Pre-production helps answer questions like:

  • What is this video for?

  • Who is it for?

  • What should the viewer understand or feel by the end?

  • Where will it be used?

  • What needs to be captured to make that work?

If those answers are vague, the production usually becomes harder than it needs to be.

It makes the shoot day more efficient.

When pre-production is done well, the shoot tends to feel calmer and more organized.

The team already knows:

  • What is being filmed

  • What order will it happen in

  • Who needs to be present?

  • What setup is required

  • What are the priorities?

That does not mean everything is rigid. It just means the production has a structure.
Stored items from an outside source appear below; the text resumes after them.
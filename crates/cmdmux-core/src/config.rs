//! Orchestrator configuration
//!
//! Loaded from an optional JSON file, then overridden by `CMDMUX_*`
//! environment variables (a `.env` file in the working directory is read
//! first), then validated.
//!
//! ```json
//! {
//!   "maxQueueSize": 100,
//!   "concurrency": 4,
//!   "rateLimit": 10.0,
//!   "requiredConnections": ["github"]
//! }
//! ```

use std::collections::BTreeSet;
use std::path::{Path, PathBuf};
use std::time::Duration;

use serde::{Deserialize, Serialize};
use thiserror::Error;
use tracing::debug;

/// Environment variable prefix for overrides
pub const ENV_PREFIX: &str = "CMDMUX_";

/// Errors raised while loading configuration
#[derive(Debug, Error)]
pub enum ConfigError {
    #[error("failed to read config file {path}: {source}")]
    Io {
        path: PathBuf,
        #[source]
        source: std::io::Error,
    },

    #[error("failed to parse config file {path}: {source}")]
    Parse {
        path: PathBuf,
        #[source]
        source: serde_json::Error,
    },

    #[error("invalid value {value:?} for environment variable {name}")]
    InvalidEnv { name: String, value: String },

    #[error("invalid configuration: {0}")]
    Invalid(String),
}

/// Configuration surface of the orchestration layer
#[derive(Debug, Clone, PartialEq, Serialize, Deserialize)]
#[serde(default, rename_all = "camelCase")]
pub struct OrchestratorConfig {
    /// Maximum number of pending (not yet started) commands
    pub max_queue_size: usize,
    /// Maximum number of commands executing at once
    pub concurrency: usize,
    /// Dispatch rate in commands per second; non-finite disables throttling
    pub rate_limit: f64,
    /// Number of history entries kept
    pub max_history_size: usize,
    /// Characters of stdout kept per history entry
    pub max_stdout_len: usize,
    /// Characters of stderr kept per history entry
    pub max_stderr_len: usize,
    pub cache_ttl_ms: u64,
    pub connect_timeout_ms: u64,
    pub request_timeout_ms: u64,
    /// Connections whose failure aborts `connect()`
    pub required_connections: BTreeSet<String>,
}

impl Default for OrchestratorConfig {
    fn default() -> Self {
        Self {
            max_queue_size: 100,
            concurrency: 4,
            rate_limit: 10.0,
            max_history_size: 100,
            max_stdout_len: 10_000,
            max_stderr_len: 5_000,
            cache_ttl_ms: 60_000,
            connect_timeout_ms: 30_000,
            request_timeout_ms: 60_000,
            required_connections: BTreeSet::new(),
        }
    }
}

impl OrchestratorConfig {
    /// Load configuration: file (if given), then environment, then validate.
    pub fn load(path: Option<&Path>) -> Result<Self, ConfigError> {
        dotenvy::dotenv().ok();

        let mut config = match path {
            Some(path) => Self::from_file(path)?,
            None => Self::default(),
        };
        config.apply_env_overrides(|name| std::env::var(name).ok())?;
        config.validate()?;
        Ok(config)
    }

    /// Parse a JSON config file. Missing fields take their defaults.
    pub fn from_file(path: &Path) -> Result<Self, ConfigError> {
        let content = std::fs::read_to_string(path).map_err(|source| ConfigError::Io {
            path: path.to_path_buf(),
            source,
        })?;
        let config = serde_json::from_str(&content).map_err(|source| ConfigError::Parse {
            path: path.to_path_buf(),
            source,
        })?;
        debug!(path = %path.display(), "[Config] Loaded config file");
        Ok(config)
    }

    /// Apply `CMDMUX_*` overrides using `lookup` to read variables.
    ///
    /// `CMDMUX_REQUIRED_CONNECTIONS` is a comma-separated list.
    pub fn apply_env_overrides<F>(&mut self, lookup: F) -> Result<(), ConfigError>
    where
        F: Fn(&str) -> Option<String>,
    {
        let var = |suffix: &str| {
            let name = format!("{}{}", ENV_PREFIX, suffix);
            lookup(&name).map(|value| (name, value))
        };

        if let Some((name, value)) = var("MAX_QUEUE_SIZE") {
            self.max_queue_size = parse_env(&name, &value)?;
        }
        if let Some((name, value)) = var("CONCURRENCY") {
            self.concurrency = parse_env(&name, &value)?;
        }
        if let Some((name, value)) = var("RATE_LIMIT") {
            self.rate_limit = parse_env(&name, &value)?;
        }
        if let Some((name, value)) = var("MAX_HISTORY_SIZE") {
            self.max_history_size = parse_env(&name, &value)?;
        }
        if let Some((name, value)) = var("MAX_STDOUT_LEN") {
            self.max_stdout_len = parse_env(&name, &value)?;
        }
        if let Some((name, value)) = var("MAX_STDERR_LEN") {
            self.max_stderr_len = parse_env(&name, &value)?;
        }
        if let Some((name, value)) = var("CACHE_TTL_MS") {
            self.cache_ttl_ms = parse_env(&name, &value)?;
        }
        if let Some((name, value)) = var("CONNECT_TIMEOUT_MS") {
            self.connect_timeout_ms = parse_env(&name, &value)?;
        }
        if let Some((name, value)) = var("REQUEST_TIMEOUT_MS") {
            self.request_timeout_ms = parse_env(&name, &value)?;
        }
        if let Some((_, value)) = var("REQUIRED_CONNECTIONS") {
            self.required_connections = value
                .split(',')
                .map(str::trim)
                .filter(|s| !s.is_empty())
                .map(String::from)
                .collect();
        }
        Ok(())
    }

    /// Reject values the orchestrator can't run with
    pub fn validate(&self) -> Result<(), ConfigError> {
        if self.concurrency == 0 {
            return Err(ConfigError::Invalid("concurrency must be at least 1".into()));
        }
        if self.max_queue_size == 0 {
            return Err(ConfigError::Invalid("maxQueueSize must be at least 1".into()));
        }
        if self.max_history_size == 0 {
            return Err(ConfigError::Invalid("maxHistorySize must be at least 1".into()));
        }
        if self.rate_limit.is_finite() && self.rate_limit <= 0.0 {
            return Err(ConfigError::Invalid(format!(
                "rateLimit must be positive (got {})",
                self.rate_limit
            )));
        }
        for (name, value) in [
            ("connectTimeoutMs", self.connect_timeout_ms),
            ("requestTimeoutMs", self.request_timeout_ms),
        ] {
            if value == 0 {
                return Err(ConfigError::Invalid(format!("{} must be positive", name)));
            }
        }
        Ok(())
    }

    pub fn cache_ttl(&self) -> Duration {
        Duration::from_millis(self.cache_ttl_ms)
    }

    pub fn connect_timeout(&self) -> Duration {
        Duration::from_millis(self.connect_timeout_ms)
    }

    pub fn request_timeout(&self) -> Duration {
        Duration::from_millis(self.request_timeout_ms)
    }
}

fn parse_env<T: std::str::FromStr>(name: &str, value: &str) -> Result<T, ConfigError> {
    value.trim().parse().map_err(|_| ConfigError::InvalidEnv {
        name: name.to_string(),
        value: value.to_string(),
    })
}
It improves performance on camera.

Most business owners, founders, and staff are not professional on-camera talent. Pre-production helps by reducing uncertainty.

That might involve:

  • preparing a loose script

  • building talking points

  • organizing interview questions

  • clarifying the tone

  • deciding what examples to mention

  • identifying the strongest message angles

The more prepared the speaker is, the more natural and confident the final video tends to feel.

It shapes the final edit before filming begins.

Editing is easier and stronger when the footage is captured with the final outcome in mind.

Pre-production helps determine:

  • What is the main narrative?

  • What b-roll will be needed?

  • What extra shots support clarity

  • What versions the business may need later

  • how the content might be repurposed

This is one reason planning can save time and money later.

Pre-production for different business video types

Different kinds of videos need different planning.

Corporate video

Needs clear positioning, a well-structured message, and a sense of audience.

Brand story video

Needs story clarity, interview direction, and supporting visuals.

Explainer video

Needs strong simplification and clear structure.

Training video

Needs modular planning, teaching logic, and repeatability.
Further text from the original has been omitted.